Much has evolved in the world of computer simulation; to such an extent that many cars and other vehicles are being designed entirely in a virtual world, from design to performance testing.

Racing cars are making particularly extensive use of this simulation technology, with very consistent and reliable results. So much so, that F1 teams have elaborate simulators for their teams and drivers to prepare in advance of arriving at the track.

So when I saw the videos of the Delta Wing on their website, I was a bit skeptical, as one could simply model it as a body with the underlying data being the same or similar to a current traditional car. However, it struck me that this would not be of benefit to anyone. After all, why would Chip Ganassi and Roger Penske invest their money, and more importantly, their reputation on something unless they had very convincing evidence that it would work? After all these are not two guys that just come to the races to look sharp in a headset and crew shirt.

So I have been harping at the Delta Wing people to release their rFactor mod that they created for testing the car in virtual space. They stuttered a bit when responding, telling me they might like to do that, but had reservations.

So instead, I pestered them until they let me into their shop to drive it there. They took my fingerprints and made me sign a contract that would allow them to harvest my organs after they killed me if I took pictures of anything or said too much about what I would see there.

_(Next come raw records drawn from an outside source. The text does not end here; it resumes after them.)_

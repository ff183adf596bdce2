//! Geometry clamp for tab bubbles.
//!
//! Keeps a bubble of a given size fully inside the workspace, minus margins.

use crate::types::tab::Position;
use crate::types::workspace::{Margins, Size, WorkspaceBounds};

/// Bounds `(x, y)` so an element of size `element` stays inside `workspace`.
///
/// `x' = max(left, min(x, width - element.width - right))`, and the same for `y`
/// with top/bottom. When the workspace is too small to fit the element the
/// lower margin wins. Non-finite input collapses onto one of the bounds.
pub fn clamp(x: f64, y: f64, element: Size, workspace: Size, margins: Margins) -> Position {
    Position {
        x: clamp_axis(x, margins.left, workspace.width - element.width - margins.right),
        y: clamp_axis(y, margins.top, workspace.height - element.height - margins.bottom),
    }
}

/// Clamps against a full [`WorkspaceBounds`].
pub fn clamp_to_bounds(x: f64, y: f64, bounds: &WorkspaceBounds) -> Position {
    clamp(x, y, bounds.tab_size, bounds.size, bounds.margins)
}

/// True if `position` already sits inside the clamped range for `bounds`.
pub fn is_within(position: Position, bounds: &WorkspaceBounds) -> bool {
    clamp_to_bounds(position.x, position.y, bounds) == position
}

fn clamp_axis(value: f64, low: f64, high: f64) -> f64 {
    // NaN fails every comparison below, so the checks are written to fall through to a bound.
    if !(high >= low) {
        return low;
    }
    if value.is_nan() || value < low {
        low
    } else if value > high {
        high
    } else {
        value
    }
}
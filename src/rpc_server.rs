//! Tabspace RPC server: JSON-RPC over stdin/stdout for the UI host.
//!
//! Protocol: one JSON object per line (newline-delimited JSON).
//! Request:  {"id":1, "method":"tab.create", "params":{"url":"..."}}
//! Response: {"id":1, "result":{...}} or {"id":1, "error":"..."}
//!
//! Logs go to stderr; stdout carries only protocol messages.

use std::sync::Mutex;
use std::time::Instant;

use serde_json::{json, Value};
use tokio::io::{self, AsyncBufReadExt, AsyncWriteExt, BufReader};
use tracing::{error, info, warn};
use tracing_subscriber::EnvFilter;

use tabspace::app::App;
use tabspace::rpc_handler::handle_request;
use tabspace::services::backend_client::BackendClient;
use tabspace::services::settings_engine::SettingsEngineTrait;

/// Fixed-window rate limiter.
struct RateLimiter {
    window_start: Instant,
    request_count: u32,
    max_per_second: u32,
}

impl RateLimiter {
    fn new(max_per_second: u32) -> Self {
        Self {
            window_start: Instant::now(),
            request_count: 0,
            max_per_second,
        }
    }

    /// Returns true if the request is allowed, false if rate-limited.
    fn check(&mut self) -> bool {
        if self.window_start.elapsed().as_secs() >= 1 {
            self.window_start = Instant::now();
            self.request_count = 0;
        }
        self.request_count += 1;
        self.request_count <= self.max_per_second
    }
}

fn init_logging() {
    let filter = EnvFilter::try_from_env("TABSPACE_LOG").unwrap_or_else(|_| EnvFilter::new("info"));
    tracing_subscriber::fmt()
        .with_env_filter(filter)
        .with_ansi(false)
        .with_writer(std::io::stderr)
        .init();
}

async fn write_line(stdout: &mut io::Stdout, value: &Value) -> std::io::Result<()> {
    stdout.write_all(value.to_string().as_bytes()).await?;
    stdout.write_all(b"\n").await?;
    stdout.flush().await
}

#[tokio::main]
async fn main() -> std::io::Result<()> {
    init_logging();

    let config_path = std::env::var("TABSPACE_DATA_DIR").ok().map(|dir| {
        std::path::PathBuf::from(dir)
            .join("settings.json")
            .to_string_lossy()
            .to_string()
    });
    let mut app = App::new(config_path);
    app.startup();

    let client = match BackendClient::new(&app.settings_engine.get_settings().backend) {
        Ok(client) => Some(client),
        Err(e) => {
            warn!(error = %e, "backend disabled");
            None
        }
    };
    let app = Mutex::new(app);

    let mut stdout = io::stdout();
    write_line(
        &mut stdout,
        &json!({"event": "ready", "version": env!("CARGO_PKG_VERSION")}),
    )
    .await?;
    info!("rpc server ready");

    let mut rate_limiter = RateLimiter::new(200);
    let mut lines = BufReader::new(io::stdin()).lines();

    while let Some(line) = lines.next_line().await? {
        if line.trim().is_empty() {
            continue;
        }

        let req: Value = match serde_json::from_str(&line) {
            Ok(v) => v,
            Err(e) => {
                write_line(&mut stdout, &json!({"id": null, "error": format!("parse error: {}", e)}))
                    .await?;
                continue;
            }
        };

        let id = req.get("id").cloned().unwrap_or(Value::Null);

        if !rate_limiter.check() {
            write_line(&mut stdout, &json!({"id": id, "error": "rate limit exceeded"})).await?;
            continue;
        }

        let method = req.get("method").and_then(|v| v.as_str()).unwrap_or("");
        let params = req.get("params").cloned().unwrap_or(json!({}));

        let response = match handle_request(&app, client.as_ref(), method, &params).await {
            Ok(val) => json!({"id": id, "result": val}),
            Err(err) => {
                error!(method, error = %err, "rpc call failed");
                json!({"id": id, "error": err})
            }
        };
        write_line(&mut stdout, &response).await?;
    }

    info!("stdin closed, shutting down");
    Ok(())
}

Well not really, but it makes it all sound much more covert and exciting.

What I can say was exciting was experiencing how this car handles. I drove the car on a Mid-Ohio sim track, and have driven that same track with numerous other cars. I find that sim racing can drastically reduce my own racing expenditures, and does seem to increase my performance and improvement curve on the real worlds tracks. In fact I find sim racing to be harder than real world racing in many respects, as you are lacking the real-world sensory inputs that many drivers rely upon.

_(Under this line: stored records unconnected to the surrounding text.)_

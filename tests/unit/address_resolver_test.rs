//! Unit tests for address bar input resolution and title derivation.

use rstest::rstest;

use tabspace::services::address_resolver::{derive_title, resolve_input, ResolvedInput};

const SEARCH: &str = "https://search.example/?q=";

#[rstest]
#[case("https://github.com", "https://github.com")]
#[case("  HTTP://Example.com/a b ", "HTTP://Example.com/a b")]
#[case("about:blank", "about:blank")]
#[case("file:///tmp/index.html", "file:///tmp/index.html")]
#[case("github.com", "https://github.com")]
#[case("docs.rs/serde/latest", "https://docs.rs/serde/latest")]
#[case("my-site.co.uk:8443/path", "https://my-site.co.uk:8443/path")]
#[case("localhost:3000", "http://localhost:3000")]
#[case("127.0.0.1:8080/api", "http://127.0.0.1:8080/api")]
#[case("", "about:blank")]
fn test_navigate_inputs(#[case] input: &str, #[case] expected: &str) {
    assert_eq!(
        resolve_input(input, SEARCH),
        ResolvedInput::Navigate {
            url: expected.to_string()
        }
    );
}

#[rstest]
#[case("rust borrow checker", "https://search.example/?q=rust+borrow+checker")]
#[case("rust", "https://search.example/?q=rust")]
#[case("1.5", "https://search.example/?q=1.5")]
#[case("what is 2+2?", "https://search.example/?q=what+is+2%2B2%3F")]
#[case("github.com is down", "https://search.example/?q=github.com+is+down")]
#[case("fish & chips", "https://search.example/?q=fish+%26+chips")]
fn test_search_inputs(#[case] input: &str, #[case] expected_url: &str) {
    match resolve_input(input, SEARCH) {
        ResolvedInput::Search { query, url } => {
            assert_eq!(query, input.trim());
            assert_eq!(url, expected_url);
        }
        other => panic!("expected search, got {:?}", other),
    }
}

#[rstest]
#[case("about:blank", "New Tab")]
#[case("", "New Tab")]
#[case("about:welcome", "Welcome")]
#[case("https://www.github.com/rust-lang", "github.com")]
#[case("https://en.wikipedia.org/wiki/Tab", "en.wikipedia.org")]
#[case("http://localhost:3000/", "localhost")]
#[case("file:///tmp/index.html", "file:///tmp/index.html")]
#[case("not a url", "not a url")]
fn test_derive_title(#[case] url: &str, #[case] expected: &str) {
    assert_eq!(derive_title(url), expected);
}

Driving the car at the Mid-Ohio track was enlightening. The car has no hesitation to turn-in at all. In fact, I can say that it turns in so quickly and cleanly that it took a little adjustment at first. If you are used to driving sports cars or a lot of other cars in simulators, this car would be a dream to drive. I quickly found that I could steer the tail of the car with the throttle very predicatably as well. Braking the car was very stable, and reminded me a lot of a go-kart really, in that with most of the braking coming from the rear, you could get really deep into a corner with it if you had to (though not the fastest way through a corner) without locking a front wheel and washing out the front.

I intentionally (and admittedly unintentionally) got the car very deep and out of shape into the keyhole and was able to gather it up very easily.

I was trying to spin the car at some points, just seeing what it would do. It was not entirely simple to spin the car around, but it was really easy to be slow in the car. So essentially, the car has a lot of handling latitude for the driver, but rewards their skills of precision, braking, and power application.

I did not get a chance to experience any drafting or play with the nose-tail racing aspects of the car, but I look forward to doing so when they release the mod for the general public.

Short of some sort of computer anomaly, I can tell you that the car works…at least in the virtual world.